_WORK TO COMPLETE_
Some of the lines below need repeating. Reproduce exactly those between the lines holding "pub fn new(branches: Vec<BranchTracked>)" and "Ok(Self::default())", inclusive.

(Dataset entries)
• • • • •

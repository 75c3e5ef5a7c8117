use anyhow::{Context, Result};
use serde::{Deserialize, Serialize};
use std::collections::HashMap;
use std::path::{Path, PathBuf};
use std::time::Duration;

use crate::auth::{Credentials, Token};
use crate::error::ChainLensError;

/// Configuration file structure for chainlens.
///
/// Declares the CI servers to talk to, the tracked branches that map a
/// logical branch name onto (server, suite, branch) triples, cache windows and
/// analysis defaults.
#[derive(Debug, Clone, Serialize, Deserialize)]
#[serde(rename_all = "kebab-case")]
pub struct Config {
    /// Principal used as the credentials scope for cached results
    #[serde(default = "default_user")]
    pub user: String,

    #[serde(default)]
    pub servers: Vec<ServerConfig>,

    #[serde(default)]
    pub tracked: Vec<BranchTracked>,

    #[serde(default)]
    pub cache: CacheConfig,

    #[serde(default)]
    pub analysis: AnalysisConfig,

    #[serde(default)]
    pub output: OutputConfig,
}

#[derive(Debug, Clone, Serialize, Deserialize)]
#[serde(rename_all = "kebab-case")]
pub struct ServerConfig {
    /// Server code referenced by tracked chains
    pub id: String,

    /// Base URL of the REST API
    pub url: String,

    /// API token
    pub token: Option<String>,

    /// Environment variable holding the API token
    pub token_env: Option<String>,

    /// Whether unauthenticated access is permitted
    #[serde(default)]
    pub allow_anonymous: bool,

    #[serde(default = "default_max_concurrent_requests")]
    pub max_concurrent_requests: usize,

    #[serde(default = "default_max_retries")]
    pub max_retries: u32,

    #[serde(default = "default_retry_delay_secs")]
    pub retry_delay_secs: u64,
}

/// A logical branch and the chains that make it up on each server.
#[derive(Debug, Clone, PartialEq, Serialize, Deserialize)]
#[serde(rename_all = "kebab-case")]
pub struct BranchTracked {
    pub id: String,
    #[serde(default)]
    pub chains: Vec<ChainAtServerTracked>,
}

#[derive(Debug, Clone, PartialEq, Serialize, Deserialize)]
#[serde(rename_all = "kebab-case")]
pub struct ChainAtServerTracked {
    pub server_id: String,
    /// Chain root build configuration
    pub suite_id: String,
    /// Branch name as known to the server
    pub branch: String,
}

#[derive(Debug, Clone, Serialize, Deserialize)]
#[serde(rename_all = "kebab-case")]
pub struct CacheConfig {
    /// Freshness window for single latest build results
    #[serde(default = "default_live_ttl_secs")]
    pub live_ttl_secs: u64,

    /// Freshness window for merged results
    #[serde(default = "default_merged_ttl_secs")]
    pub merged_ttl_secs: u64,
}

#[derive(Debug, Clone, Serialize, Deserialize)]
#[serde(rename_all = "kebab-case")]
pub struct AnalysisConfig {
    /// Tracked branch used when none is given
    #[serde(default = "default_branch")]
    pub default_branch: String,

    /// Number of recent chains merged by default
    #[serde(default = "default_merge_count")]
    pub default_merge_count: usize,

    /// Suites below this historical pass rate are reported
    #[serde(default = "default_low_pass_rate")]
    pub low_pass_rate: f64,

    /// Contact person per suite id
    #[serde(default)]
    pub annotations: HashMap<String, String>,
}

#[derive(Debug, Clone, Serialize, Deserialize, Default)]
#[serde(rename_all = "kebab-case")]
pub struct OutputConfig {
    #[serde(default)]
    pub format: OutputFormat,

    #[serde(default)]
    pub pretty: bool,
}

#[derive(Debug, Clone, Copy, PartialEq, Eq, Serialize, Deserialize, Default, clap::ValueEnum)]
#[serde(rename_all = "lowercase")]
pub enum OutputFormat {
    #[default]
    Summary,
    Json,
    Text,
}

impl Default for Config {
    fn default() -> Self {
        Self {
            user: default_user(),
            servers: vec![],
            tracked: vec![],
            cache: CacheConfig::default(),
            analysis: AnalysisConfig::default(),
            output: OutputConfig::default(),
        }
    }
}

impl Default for ServerConfig {
    fn default() -> Self {
        Self {
            id: String::new(),
            url: String::new(),
            token: None,
            token_env: None,
            allow_anonymous: false,
            max_concurrent_requests: default_max_concurrent_requests(),
            max_retries: default_max_retries(),
            retry_delay_secs: default_retry_delay_secs(),
        }
    }
}

impl Default for CacheConfig {
    fn default() -> Self {
        Self {
            live_ttl_secs: default_live_ttl_secs(),
            merged_ttl_secs: default_merged_ttl_secs(),
        }
    }
}

impl Default for AnalysisConfig {
    fn default() -> Self {
        Self {
            default_branch: default_branch(),
            default_merge_count: default_merge_count(),
            low_pass_rate: default_low_pass_rate(),
            annotations: HashMap::new(),
        }
    }
}

fn default_user() -> String {
    "cli".to_string()
}

fn default_max_concurrent_requests() -> usize {
    50
}

fn default_max_retries() -> u32 {
    3
}

fn default_retry_delay_secs() -> u64 {
    2
}

fn default_live_ttl_secs() -> u64 {
    60
}

fn default_merged_ttl_secs() -> u64 {
    30
}

fn default_branch() -> String {
    "master".to_string()
}

fn default_merge_count() -> usize {
    10
}

fn default_low_pass_rate() -> f64 {
    0.2
}

impl ServerConfig {
    /// Token from the config file, falling back to the named environment variable.
    pub fn resolve_token(&self) -> Option<Token> {
        self.token
            .clone()
            .or_else(|| {
                self.token_env
                    .as_deref()
                    .and_then(|var| std::env::var(var).ok())
            })
            .map(Token::from)
    }
}

impl CacheConfig {
    pub fn live_ttl(&self) -> Duration {
        Duration::from_secs(self.live_ttl_secs)
    }

    pub fn merged_ttl(&self) -> Duration {
        Duration::from_secs(self.merged_ttl_secs)
    }
}

/// Read-only view over the tracked branch definitions.
#[derive(Debug, Clone, Default)]
pub struct TrackedBranches {
    branches: Vec<BranchTracked>,
}

impl TrackedBranches {
    pub fn new(branches: Vec<BranchTracked>) -> Self {
        Self { branches }
    }

    pub fn get(&self, name: &str) -> Option<&BranchTracked> {
        self.branches.iter().find(|b| b.id == name)
    }

    /// # Errors
    ///
    /// Returns `NotFound` naming the branch when it is not tracked.
    pub fn branch_mandatory(&self, name: &str) -> crate::error::Result<&BranchTracked> {
        self.get(name)
            .ok_or_else(|| ChainLensError::not_found("tracked branch", name))
    }

    pub fn ids(&self) -> impl Iterator<Item = &str> {
        self.branches.iter().map(|b| b.id.as_str())
    }
}

impl Config {
    /// Load configuration from a file.
    ///
    /// Searches for configuration files in this order:
    /// 1. Specified path
    /// 2. ./chainlens.toml
    /// 3. ./chainlens.json
    /// 4. ./chainlens.yaml
    /// 5. ./chainlens.yml
    /// 6. `<config dir>/chainlens/chainlens.toml`
    ///
    /// Returns default configuration if no file is found.
    pub fn load(path: Option<&Path>) -> Result<Self> {
        if let Some(path) = path {
            if path.exists() {
                return Self::load_from_path(path);
            }
            anyhow::bail!("Config file not found: {}", path.display());
        }

        let candidates = [
            "chainlens.toml",
            "chainlens.json",
            "chainlens.yaml",
            "chainlens.yml",
        ];

        for candidate in &candidates {
            let path = Path::new(candidate);
            if path.exists() {
                return Self::load_from_path(path);
            }
        }

        if let Some(path) = Self::user_config_path().filter(|p| p.exists()) {
            return Self::load_from_path(&path);
        }

        Ok(Self::default())
    }

    fn user_config_path() -> Option<PathBuf> {
        dirs::config_dir().map(|dir| dir.join("chainlens").join("chainlens.toml"))
    }

    /// Load configuration from a specific file path.
    fn load_from_path(path: &Path) -> Result<Self> {
        let contents = std::fs::read_to_string(path)
            .with_context(|| format!("Failed to read config file: {}", path.display()))?;

        let extension = path.extension().and_then(|ext| ext.to_str()).unwrap_or("");

        match extension {
            "toml" => toml::from_str(&contents)
                .with_context(|| format!("Failed to parse TOML config: {}", path.display())),
            "json" => serde_json::from_str(&contents)
                .with_context(|| format!("Failed to parse JSON config: {}", path.display())),
            "yaml" | "yml" => serde_yaml::from_str(&contents)
                .with_context(|| format!("Failed to parse YAML config: {}", path.display())),
            _ => toml::from_str(&contents)
                .or_else(|_| serde_json::from_str(&contents))
                .or_else(|_| serde_yaml::from_str(&contents))
                .with_context(|| format!("Failed to parse config file: {}", path.display())),
        }
    }

    /// Save configuration to a file.
    pub fn save(&self, path: &Path) -> Result<()> {
        let contents = match path.extension().and_then(|ext| ext.to_str()) {
            Some("json") => serde_json::to_string_pretty(self)?,
            Some("yaml") | Some("yml") => serde_yaml::to_string(self)?,
            _ => toml::to_string_pretty(self)?,
        };

        std::fs::write(path, contents)
            .with_context(|| format!("Failed to write config file: {}", path.display()))?;

        Ok(())
    }

    /// Checks that every tracked chain refers to a declared server.
    pub fn validate(&self) -> crate::error::Result<()> {
        for branch in &self.tracked {
            for chain in &branch.chains {
                if !self.servers.iter().any(|s| s.id == chain.server_id) {
                    return Err(ChainLensError::Config(format!(
                        "tracked branch '{}' refers to unknown server '{}'",
                        branch.id, chain.server_id
                    )));
                }
            }
        }
        Ok(())
    }

    pub fn tracked_branches(&self) -> TrackedBranches {
        TrackedBranches::new(self.tracked.clone())
    }

    /// Credentials for the configured user: a token per server that has one,
    /// plus anonymous access where the server allows it.
    pub fn credentials(&self) -> Credentials {
        self.servers
            .iter()
            .fold(Credentials::new(self.user.clone()), |creds, server| {
                match server.resolve_token() {
                    Some(token) => creds.with_token(server.id.clone(), token),
                    None if server.allow_anonymous => creds.with_anonymous(server.id.clone()),
                    None => creds,
                }
            })
    }
}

• • • • •

_RESPONSE TO THE EXERCISE_
    pub fn new(branches: Vec<BranchTracked>) -> Self {
        Self { branches }
    }

    pub fn get(&self, name: &str) -> Option<&BranchTracked> {
        self.branches.iter().find(|b| b.id == name)
    }

    /// # Errors
    ///
    /// Returns `NotFound` naming the branch when it is not tracked.
    pub fn branch_mandatory(&self, name: &str) -> crate::error::Result<&BranchTracked> {
        self.get(name)
            .ok_or_else(|| ChainLensError::not_found("tracked branch", name))
    }

    pub fn ids(&self) -> impl Iterator<Item = &str> {
        self.branches.iter().map(|b| b.id.as_str())
    }
}

impl Config {
    /// Load configuration from a file.
    ///
    /// Searches for configuration files in this order:
    /// 1. Specified path
    /// 2. ./chainlens.toml
    /// 3. ./chainlens.json
    /// 4. ./chainlens.yaml
    /// 5. ./chainlens.yml
    /// 6. `<config dir>/chainlens/chainlens.toml`
    ///
    /// Returns default configuration if no file is found.
    pub fn load(path: Option<&Path>) -> Result<Self> {
        if let Some(path) = path {
            if path.exists() {
                return Self::load_from_path(path);
            }
            anyhow::bail!("Config file not found: {}", path.display());
        }

        let candidates = [
            "chainlens.toml",
            "chainlens.json",
            "chainlens.yaml",
            "chainlens.yml",
        ];

        for candidate in &candidates {
            let path = Path::new(candidate);
            if path.exists() {
                return Self::load_from_path(path);
            }
        }

        if let Some(path) = Self::user_config_path().filter(|p| p.exists()) {
            return Self::load_from_path(&path);
        }

        Ok(Self::default())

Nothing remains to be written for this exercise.